Marquage d’embryons de xénope à différents stades du développement avec des quantum dots (QD).

Marquage d’embryons de xénope à différents stades du développement avec des quantum dots (QD).

Localisation cellulaire spécifique des QD. A. Schéma donnant la stratégie expérimentale. Des micelles de QD sont injectées dans une cellule d’un embryon de huit cellules. Entre 1,5 et 3 nl d’une suspension de QD (2,3 μm) sont injectés, ce qui correspond à 2.1x109 et 4.2x109 particules injectées dans une cellule.
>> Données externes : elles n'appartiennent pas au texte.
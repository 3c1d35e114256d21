use thiserror::Error;

#[derive(Debug, Error)]
pub enum PropertyFinanceError {
    #[error("Invalid input: {field} — {reason}")]
    InvalidInput { field: String, reason: String },

    #[error("Insufficient data: {0}")]
    InsufficientData(String),

    #[error("Division by zero in {context}")]
    DivisionByZero { context: String },

    #[error("Numeric overflow in {context}")]
    NumericOverflow { context: String },

    #[error("Serialization error: {0}")]
    SerializationError(String),
}

impl PropertyFinanceError {
    pub(crate) fn invalid(field: &str, reason: impl Into<String>) -> Self {
        PropertyFinanceError::InvalidInput {
            field: field.into(),
            reason: reason.into(),
        }
    }
}

impl From<serde_json::Error> for PropertyFinanceError {
    fn from(e: serde_json::Error) -> Self {
        PropertyFinanceError::SerializationError(e.to_string())
    }
}
// ---------------------------------------------------------------------------
// Acquisition screen
// ---------------------------------------------------------------------------

#[derive(Debug, Clone, Default, PartialEq, Eq, Serialize, Deserialize)]
#[serde(rename_all = "snake_case")]
pub enum InvestmentType {
    #[default]
    BuyHold,
    FixFlip,
    Rental,
    Commercial,
}

#[derive(Debug, Clone, Serialize, Deserialize)]
#[serde(default)]
pub struct FinancingAssumptions {
    pub down_payment_fraction: Rate,
    pub interest_rate: Rate,
    pub loan_term_years: u32,
    pub closing_cost_fraction: Rate,
}

impl Default for FinancingAssumptions {
    fn default() -> Self {
        FinancingAssumptions {
            down_payment_fraction: dec!(0.20),
            interest_rate: dec!(0.065),
            loan_term_years: 30,
            closing_cost_fraction: dec!(0.03),
        }
    }
}

#[derive(Debug, Clone, Serialize, Deserialize)]
#[serde(default)]
pub struct MarketAssumptions {
    pub annual_appreciation: Rate,
    /// Gross annual rent as a fraction of property value
    pub rental_yield: Rate,
    pub vacancy_rate: Rate,
    /// Operating expenses as a fraction of effective rent
    pub expense_ratio: Rate,
}

impl Default for MarketAssumptions {
    fn default() -> Self {
        MarketAssumptions {
            annual_appreciation: dec!(0.035),
            rental_yield: dec!(0.08),
            vacancy_rate: dec!(0.05),
            expense_ratio: dec!(0.35),
        }
    }
}

fn default_analysis_period() -> u32 {
    10
}

#[derive(Debug, Clone, Serialize, Deserialize)]
pub struct AcquisitionScreenInput {
    pub property_value: Money,
    #[serde(default)]
    pub investment_type: InvestmentType,
    #[serde(default)]
    pub financing: FinancingAssumptions,
    #[serde(default)]
    pub market: MarketAssumptions,
    #[serde(default = "default_analysis_period")]
    pub analysis_period_years: u32,
}

#[derive(Debug, Clone, Copy, PartialEq, Eq, Serialize, Deserialize)]
pub enum Recommendation {
    Proceed,
    Reconsider,
}

#[derive(Debug, Clone, Serialize, Deserialize)]
pub struct AcquisitionScreenOutput {
    pub investment_type: InvestmentType,
    pub down_payment: Money,
    pub closing_costs: Money,
    pub initial_investment: Money,
    pub loan_amount: Money,
    pub monthly_payment: Money,
    pub annual_debt_service: Money,
    pub annual_rental_income: Money,
    pub effective_rental_income: Money,
    pub annual_expenses: Money,
    pub annual_cash_flow: Money,
    pub cash_on_cash_return: Rate,
    pub final_property_value: Money,
    pub total_appreciation: Money,
    pub total_cash_flow: Money,
    pub total_return: Money,
    pub total_roi: Rate,
    pub annualized_return: Option<Rate>,
    pub recommendation: Recommendation,
}
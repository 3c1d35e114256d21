pub mod cash_flow;
pub mod error;
pub mod financing;
pub mod time_value;
pub mod types;

#[cfg(feature = "real_estate")]
pub mod real_estate;

pub use error::PropertyFinanceError;
pub use types::*;

/// Standard result type for all property-finance operations
pub type PropertyFinanceResult<T> = Result<T, PropertyFinanceError>;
Les embryons sont ensuite cultivés et visualisés à différents stades du développement. B-E. Une image de transmission et une image de fluorescence ont été super-imposées. B. Injection d’une cellule d’un embryon de huit cellules permettant de marquer un seul blastomère. C. Même embryon une heure après. D. Embryon neurula. Ici aussi, une seule cellule d’un embryon à huit cellules a été injecté. F. Marquage intracellulaire d’un axone (flèche) et de somites d’un têtard au stade de développement 40. G. QD localisés dans le noyau pendant les stades mid-blastula. Cette localisation s’atténue plus tard. H. Cellules marquées de la crête neurale migrant dans les branchies. I. Fluorescence des QD observées dans l’estomac de l’embryon. Barres: B-E, H, I: 0,5 mm; F, G: 30 μm. Les images fluorescentes sont obtenues avec le jeu de filtre 41015 Chroma (GFP sauvage, émission passe-haut et une excitation passe-bande de 50 nm de large centrée sur 450 nm) monté sur un microscope Zeiss. Les échantillons sont excités avec une lampe au mercure de 50 W. Les images sont enregistrées avec une caméra couleur digitale (AxioCam HR, Zeiss). Dans ces expériences, les QD ont un diamètre de 3,5 nm, leur coeur est en CdSe, leur croûte en Zn/S. Ces QD absorbent les radiations avec une longueur d’onde < 515 nm et émettent aux alentours de 550 nm.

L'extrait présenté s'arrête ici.